The abandoned house mirrors the emptiness left for the families of the cockling disaster victims, an emptiness that can never be filled.
It is not known whether any of the men and women living at this particular house on Rydal Road died in the bay that tragic night, but nobody has returned to this house since that fateful day.
For neighbours still living on the street the memories of what happened that night are still raw and uncomfortable. Many feel guilt about the tragedy, which could not have been predicted.
Sixteen of them would go out at a time for their shift on the sands, they told The Visitor’s Michelle Blade this week, then another group would leave and so the cycle continued.
One neighbour who noticed that 25 Chinese cocklers were living in the house said: “I rang the council to complain about the mess being left in the street and the overcrowding in the house but nothing was done.
“The next thing the cockling disaster happened and the house was empty overnight. Either some of the people died in the bay or they just cleared out.”
The living conditions the Chinese cocklers endured were unimaginable.
Crammed into just a few rooms, they cooked pigs’ heads and cockles, the shells tipped out into the drains the day after.
They slept on mattresses on the floor with sometimes a dozen or more sharing just o ne toilet.

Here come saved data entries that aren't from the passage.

// Copyright 2025 eraflo
//
// Licensed under the Apache License, Version 2.0 (the "License");
// you may not use this file except in compliance with the License.
// You may obtain a copy of the License at
//
//     http://www.apache.org/licenses/LICENSE-2.0
//
// Unless required by applicable law or agreed to in writing, software
// distributed under the License is distributed on an "AS IS" BASIS,
// WITHOUT WARRANTIES OR CONDITIONS OF ANY KIND, either express or implied.
// See the License for the specific language governing permissions and
// limitations under the License.

//! Cumulative timers and an RAII guard to feed them.

use serde::Serialize;
use std::fmt;
use std::time::{Duration, Instant};

/// Accumulates time across any number of start/stop intervals.
#[derive(Debug, Clone, Copy, Default, Serialize)]
pub struct CumulativeTimer {
    total: Duration,
    intervals: u64,
    #[serde(skip)]
    started: Option<Instant>,
}

impl CumulativeTimer {
    /// Creates a stopped timer with nothing accumulated.
    pub const fn new() -> Self {
        Self {
            total: Duration::ZERO,
            intervals: 0,
            started: None,
        }
    }

    /// Starts an interval. Restarting a running timer discards the open
    /// interval.
    pub fn start(&mut self) {
        self.started = Some(Instant::now());
    }

    /// Ends the open interval and returns its length.
    pub fn stop(&mut self) -> Duration {
        let Some(started) = self.started.take() else {
            return Duration::ZERO;
        };
        let elapsed = started.elapsed();
        self.add(elapsed);
        elapsed
    }

    /// Adds an externally measured interval.
    pub fn add(&mut self, elapsed: Duration) {
        self.total += elapsed;
        self.intervals += 1;
    }

    /// Total accumulated time.
    pub fn total(&self) -> Duration {
        self.total
    }

    /// Number of intervals accumulated.
    pub fn intervals(&self) -> u64 {
        self.intervals
    }

    /// Whether an interval is open.
    pub fn is_running(&self) -> bool {
        self.started.is_some()
    }

    /// Merges another timer's closed intervals into this one.
    pub fn merge(&mut self, other: &Self) {
        self.total += other.total;
        self.intervals += other.intervals;
    }

    /// Times a scope: the interval closes when the guard drops.
    pub fn scope(&mut self) -> ScopedTimer<'_> {
        ScopedTimer::new(self)
    }
}

impl fmt::Display for CumulativeTimer {
    fn fmt(&self, f: &mut fmt::Formatter<'_>) -> fmt::Result {
        write!(f, "{:.3}ms", self.total.as_secs_f64() * 1000.0)
    }
}

/// Records the duration of a scope into a [`CumulativeTimer`] when dropped.
///
/// The measurement is recorded on every exit path, early returns and
/// unwinding included.
pub struct ScopedTimer<'a> {
    started: Instant,
    timer: &'a mut CumulativeTimer,
}

impl<'a> ScopedTimer<'a> {
    /// Starts timing immediately.
    pub fn new(timer: &'a mut CumulativeTimer) -> Self {
        Self {
            started: Instant::now(),
            timer,
        }
    }
}

impl Drop for ScopedTimer<'_> {
    fn drop(&mut self) {
        self.timer.add(self.started.elapsed());
    }
}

This deplorable picture was repeated at properties across Morecambe on both Chatsworth Road and Albert Road.
Up to as many as 20 of the Morecambe Bay cocklers had been crammed into a one-bedroomed flat in the resort, sharing one kitchen and one toilet between them all.
The terrified group of workers also had to endure the wrath and abuse of local residents who accused them of taking their jobs.
One woman who lived next to a cocklers’ den on Chatsworth Road said: “Although I could not say how many there were, I think it would be between 15 and 20.
“That was all in a one-bedroom flat on the top floor.
“We saw them bringing in their mattresses and there were loads all on the floors.
“They had them coming and going all the time in shifts so it would have been a case of waking up, moving off the mattresses and going to work to give the next man sleeping room.
“It was a mixture of ages but it was mostly men. We did see a baby at one point. They were very polite although they spoke very little English and were extremely quiet and humble.
“I just felt so sad for them when I saw them move in – all squashed together in that flat sharing one toilet and one kitchen.’’
Ten years on there is a lot of bitterness from the residents of Rydal Road.
Bitterness at the fact that concerns were raised to authorities at the time but nothing was done.
Another neighbour who lived on the street at the time of the disaster, said: “I’m sorry that people died but it wasn’t our fault.”